# 2 day transmission oil change



## Madmaxfl (Oct 22, 2005)

Well I decided to change the manual transmission oil yesterday in a 99 Altima we just acquired for my son. I pulled the drain plug expecting about 4 quarts to come out quickly. Well surprise I got less than a quart. Hmmmmm well the car does have 126K so maybe a slow leak over time/ Well I filled it up with 4 plus quarts of Redline MT 90 and found out why it was low. It started coming out the drive shaft oil seal at a pretty good pace. so today got up and hit the Nissan dealer and got the seal $8 counting tax and headed to what I thought was a couple hour job. For those that have not done this job it is not that bad if you have the right tools. First you need a 36MM socket and a larger breaker bar than I had to get the axle nut off. I think it is torqued to 200 ft lbs and has not been off in 126K miles. This was the first trip to Harbor Freight. Second you need a 4 foot cheater pipe. Trip to Lowes.

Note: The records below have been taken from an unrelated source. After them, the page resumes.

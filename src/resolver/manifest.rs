//! `bundle.yaml` manifest format
//!
//! ```yaml
//! id: oauth-manager
//! name: OAuth Manager
//! version: 1.2.0
//! prerequisite_folders: [/Shared]
//! folders: [/OAuth]
//! certificates:
//!   - { id: c1, name: Root CA, issuer: "CN=Root", serial: "1001" }
//! encapsulated_assertions:
//!   - { id: e1, guid: ..., name: Client Lookup, folder: /Shared, policy: policies/lookup.xml }
//! policies:
//!   - { id: p1, guid: ..., name: Token Utility, folder: /OAuth, policy: policies/token.xml }
//! services:
//!   - { id: s1, name: Token, folder: /OAuth, uri: /oauth/v2/token, body: "<Policy/>" }
//! ```
//!
//! Policy bodies come from a file relative to the bundle directory
//! (`policy`) or inline (`body`), never both.

use std::collections::HashSet;
use std::path::{Path, PathBuf};

use serde::Deserialize;

use crate::domain::bundle::normalize_folder_path;
use crate::domain::{
    BundleContents, BundleInfo, CertificateDefinition, EncapsulatedAssertionDefinition,
    PolicyDefinition, ServiceDefinition,
};
use crate::error::{self, Result};

/// Manifest file name
pub const MANIFEST_FILE: &str = "bundle.yaml";

#[derive(Debug, Deserialize)]
#[serde(deny_unknown_fields)]
pub struct BundleManifest {
    pub id: String,
    pub name: String,
    pub version: semver::Version,
    #[serde(default)]
    pub description: Option<String>,
    #[serde(default)]
    pub prerequisite_folders: Vec<String>,
    #[serde(default)]
    pub folders: Vec<String>,
    #[serde(default)]
    pub certificates: Vec<CertificateEntry>,
    #[serde(default)]
    pub encapsulated_assertions: Vec<PolicyEntry>,
    #[serde(default)]
    pub policies: Vec<PolicyEntry>,
    #[serde(default)]
    pub services: Vec<ServiceEntry>,
}

#[derive(Debug, Deserialize)]
#[serde(deny_unknown_fields)]
pub struct CertificateEntry {
    pub id: String,
    pub name: String,
    pub issuer: String,
    pub serial: String,
    #[serde(default)]
    pub pem: Option<String>,
}

/// A policy or the backing policy of an encapsulated assertion
#[derive(Debug, Deserialize)]
#[serde(deny_unknown_fields)]
pub struct PolicyEntry {
    pub id: String,
    pub guid: String,
    pub name: String,
    #[serde(default = "root_folder")]
    pub folder: String,
    #[serde(default)]
    pub policy: Option<PathBuf>,
    #[serde(default)]
    pub body: Option<String>,
}

#[derive(Debug, Deserialize)]
#[serde(deny_unknown_fields)]
pub struct ServiceEntry {
    pub id: String,
    pub name: String,
    #[serde(default = "root_folder")]
    pub folder: String,
    #[serde(default)]
    pub uri: Option<String>,
    #[serde(default)]
    pub policy: Option<PathBuf>,
    #[serde(default)]
    pub body: Option<String>,
}

fn root_folder() -> String {
    "/".to_string()
}

impl BundleManifest {
    /// Parse a manifest file
    pub fn load(path: &Path) -> Result<Self> {
        let content = std::fs::read_to_string(path)
            .map_err(|e| error::fs::read_failed(path.display().to_string(), e.to_string()))?;
        Self::from_yaml(&content).map_err(|e| match e {
            error::GatebundleError::ConfigParseFailed { reason, .. } => {
                error::config::parse_failed(path.display().to_string(), reason)
            }
            other => other,
        })
    }

    pub fn from_yaml(yaml: &str) -> Result<Self> {
        Ok(serde_yaml::from_str(yaml)?)
    }

    pub fn info(&self) -> BundleInfo {
        let mut info = BundleInfo::new(&self.id, &self.name, self.version.clone())
            .with_prerequisite_folders(
                self.prerequisite_folders
                    .iter()
                    .map(|f| normalize_folder_path(f)),
            );
        info.description.clone_from(&self.description);
        info
    }

    /// Resolve policy files against `bundle_dir` and validate the definitions
    pub fn into_contents(self, bundle_dir: &Path) -> Result<BundleContents> {
        let bundle = self.id.clone();
        let load_body = |owner: &str, policy: Option<PathBuf>, inline: Option<String>| {
            read_body(&bundle, bundle_dir, owner, policy, inline)
        };

        let mut encapsulated_assertions = Vec::new();
        for e in self.encapsulated_assertions {
            let body = load_body(&e.name, e.policy, e.body)?;
            encapsulated_assertions.push(EncapsulatedAssertionDefinition {
                id: e.id,
                guid: e.guid,
                name: e.name,
                folder: normalize_folder_path(&e.folder),
                body,
            });
        }

        let mut policies = Vec::new();
        for p in self.policies {
            let body = load_body(&p.name, p.policy, p.body)?;
            policies.push(PolicyDefinition {
                id: p.id,
                guid: p.guid,
                name: p.name,
                folder: normalize_folder_path(&p.folder),
                body,
            });
        }

        let mut services = Vec::new();
        for s in self.services {
            let body = load_body(&s.name, s.policy, s.body)?;
            services.push(ServiceDefinition {
                id: s.id,
                name: s.name,
                folder: normalize_folder_path(&s.folder),
                uri: s.uri,
                body,
            });
        }

        let contents = BundleContents {
            folders: self
                .folders
                .iter()
                .map(|f| normalize_folder_path(f))
                .collect(),
            certificates: self
                .certificates
                .into_iter()
                .map(|c| CertificateDefinition {
                    id: c.id,
                    name: c.name,
                    issuer: c.issuer,
                    serial: c.serial,
                    pem: c.pem,
                })
                .collect(),
            encapsulated_assertions,
            policies,
            services,
        };
        validate(&bundle, &contents)?;
        Ok(contents)
    }
}

fn read_body(
    bundle: &str,
    bundle_dir: &Path,
    owner: &str,
    policy: Option<PathBuf>,
    inline: Option<String>,
) -> Result<String> {
    match (policy, inline) {
        (Some(path), None) => {
            let full_path = bundle_dir.join(&path);
            std::fs::read_to_string(&full_path).map_err(|e| {
                error::fs::read_failed(full_path.display().to_string(), e.to_string())
            })
        }
        (None, Some(body)) => Ok(body),
        (Some(_), Some(_)) => Err(error::bundle::invalid(
            bundle,
            format!("'{owner}' declares both 'policy' and 'body'"),
        )),
        (None, None) => Err(error::bundle::invalid(
            bundle,
            format!("'{owner}' declares neither 'policy' nor 'body'"),
        )),
    }
}

fn ensure_unique<'a>(
    bundle: &str,
    what: &str,
    values: impl IntoIterator<Item = &'a str>,
) -> Result<()> {
    let mut seen = HashSet::new();
    for value in values {
        if value.trim().is_empty() {
            return Err(error::bundle::invalid(bundle, format!("empty {what}")));
        }
        if !seen.insert(value) {
            return Err(error::bundle::invalid(
                bundle,
                format!("duplicate {what} '{value}'"),
            ));
        }
    }
    Ok(())
}

/// Every member must be identifiable and GUID-referenced members must be unambiguous
fn validate(bundle: &str, contents: &BundleContents) -> Result<()> {
    ensure_unique(
        bundle,
        "certificate id",
        contents.certificates.iter().map(|c| c.id.as_str()),
    )?;
    ensure_unique(
        bundle,
        "encapsulated assertion id",
        contents.encapsulated_assertions.iter().map(|e| e.id.as_str()),
    )?;
    ensure_unique(
        bundle,
        "encapsulated assertion GUID",
        contents.encapsulated_assertions.iter().map(|e| e.guid.as_str()),
    )?;
    ensure_unique(
        bundle,
        "encapsulated assertion name",
        contents.encapsulated_assertions.iter().map(|e| e.name.as_str()),
    )?;
    ensure_unique(
        bundle,
        "policy id",
        contents.policies.iter().map(|p| p.id.as_str()),
    )?;
    ensure_unique(
        bundle,
        "policy GUID",
        contents.policies.iter().map(|p| p.guid.as_str()),
    )?;
    ensure_unique(
        bundle,
        "policy name",
        contents.policies.iter().map(|p| p.name.as_str()),
    )?;
    ensure_unique(
        bundle,
        "service id",
        contents.services.iter().map(|s| s.id.as_str()),
    )?;
    ensure_unique(
        bundle,
        "service URI",
        contents.services.iter().filter_map(|s| s.uri.as_deref()),
    )
}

Then have someone step on the brake while you give it all you got. By the way I lift wieghts three days a week so I am not a 90 pound weakling. Ahh got the axle nut off. Ok pull the control arm out of the steering knuckle, pull the drive shaft out and catch all the oil as it comes out. pull the old seal and then try to get the new seal in. It is a little different type of seal than a crankshaft or cam seam and difficult to use a seal driver on. Second trip to Harbor Freight. Ok finally got it in after dropping it in the oil catch pan three times. Put everything back together, no parts left over and no leaks. And all I was going to do was change the tranny oil.


----------